Quantitative Measurement of Enteric Bacteria Load From Public Surfaces in Restaurants in Nnewi-Town
International Journal of TROPICAL DISEASE & Health,
Background: Bio-contamination of surfaces of various items and equipment used by the public is the main cause of disease epidemic. Most outbreaks of infection associated with inanimate objects are caused by items that should be sterile but have been contaminated and are generally known as fomites.
Objective: This study is to evaluate the presence of enteric bacteria from different public surfaces in restaurants in Nnewi town.

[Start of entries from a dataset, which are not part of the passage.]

//! BlackLight Server: gaming lounge bookings and café orders.
//!
//! Main entry point that wires all crates together and starts the server.

use tracing_subscriber::{EnvFilter, fmt};

use blacklight_api::{AppState, build_app};
use blacklight_core::config::AppConfig;
use blacklight_core::error::AppError;
use blacklight_database::Stores;

#[tokio::main]
async fn main() {
    let config = match load_configuration() {
        Ok(c) => c,
        Err(e) => {
            eprintln!("Failed to load configuration: {e}");
            std::process::exit(1);
        }
    };

    init_logging(&config);

    if let Err(e) = run(config).await {
        tracing::error!("Server error: {e}");
        std::process::exit(1);
    }
}

/// Load configuration from `config/` and the environment.
fn load_configuration() -> Result<AppConfig, AppError> {
    let env = std::env::var("BLACKLIGHT_ENV").unwrap_or_else(|_| "development".to_string());
    AppConfig::load(&env)
}

/// Initialize tracing/logging
fn init_logging(config: &AppConfig) {
    let filter =
        EnvFilter::try_from_default_env().unwrap_or_else(|_| EnvFilter::new(&config.logging.level));

    match config.logging.format.as_str() {
        "json" => {
            fmt()
                .json()
                .with_env_filter(filter)
                .with_target(true)
                .with_thread_ids(true)
                .init();
        }
        _ => {
            fmt()
                .pretty()
                .with_env_filter(filter)
                .with_target(true)
                .init();
        }
    }
}

/// Main server run function
async fn run(config: AppConfig) -> Result<(), AppError> {
    tracing::info!("Starting BlackLight v{}", env!("CARGO_PKG_VERSION"));

    // ── Step 1: Persistence ──────────────────────────────────────
    tracing::info!(provider = %config.database.provider, "Initializing stores...");
    let stores = Stores::from_config(&config.database).await?;

    // ── Step 2: Services + bootstrap admin ───────────────────────
    let state = AppState::new(config.clone(), stores.clone());
    state
        .auth_service
        .ensure_bootstrap_admin(&config.auth)
        .await?;

    // ── Step 3: HTTP server ──────────────────────────────────────
    let app = build_app(state);
    let addr = config.server.bind_address();
    let listener = tokio::net::TcpListener::bind(&addr)
        .await
        .map_err(|e| AppError::internal(format!("Failed to bind {addr}: {e}")))?;

    tracing::info!(
        open_hour = config.booking.open_hour,
        close_hour = config.booking.close_hour,
        deposit_percent = config.booking.deposit_percent,
        "BlackLight listening on {addr}"
    );

    axum::serve(listener, app)
        .with_graceful_shutdown(shutdown_signal())
        .await
        .map_err(|e| AppError::internal(format!("Server error: {e}")))?;

    tracing::info!("Shutting down...");
    stores.close().await;
    Ok(())
}

async fn shutdown_signal() {
    let ctrl_c = async {
        if let Err(e) = tokio::signal::ctrl_c().await {
            tracing::error!("Failed to install Ctrl+C handler: {e}");
            std::future::pending::<()>().await;
        }
    };

    #[cfg(unix)]
    let terminate = async {
        match tokio::signal::unix::signal(tokio::signal::unix::SignalKind::terminate()) {
            Ok(mut signal) => {
                signal.recv().await;
            }
            Err(e) => {
                tracing::error!("Failed to install SIGTERM handler: {e}");
                std::future::pending::<()>().await;
            }
        }
    };

    #[cfg(not(unix))]
    let terminate = std::future::pending::<()>();

    tokio::select! {
        _ = ctrl_c => {},
        _ = terminate => {},
    }
}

Methodology: Selected public surfaces in eight (8) randomly selected restaurants were analyzed for the presence of enteric bacteria via culture and biochemical tests following a standard criterion. The sample sites included; tables, chairs, counters, sinks and walls. Also, Disc susceptibility test were carried out on the isolates using conventional antibiotics.
Results: Eighty-eight (88) bacteria isolates were isolated and identified, and S. aureus showed the highest prevlence 29(33%), followed by E. coli 15(17%), Proteus spp 13(15%), Klebsiella spp 12(14%), Pseudomonas spp 10(11%), and Coagulase-negative Staphylococci 9(10%). Tables and sinks were the most contaminated fomites each constituting of 19(22%) of the total bacteria isolated in this study. Escherichia coli, Pseudomonas spp, Proteus spp and Staphylococcus aureus, were the most resistant isolates to the antibiotics, Coagulase-negative Staphylococci was the most sensitive isolate. Out of the ten antibiotics tested ceporex was found to be the least effective with about 100% resistance by the isolates while ciprofloxacin, ceftriaxone, and levofloxacin were the most effective antibiotics with 0% resistance by the bacteria isolates.
Conclusion: the study has shown that public surfaces in restaurant can easily be contaminated with a variety of bacterial contaminants that may be multi-drug resistant bacteria strains posing as a possible public health issue.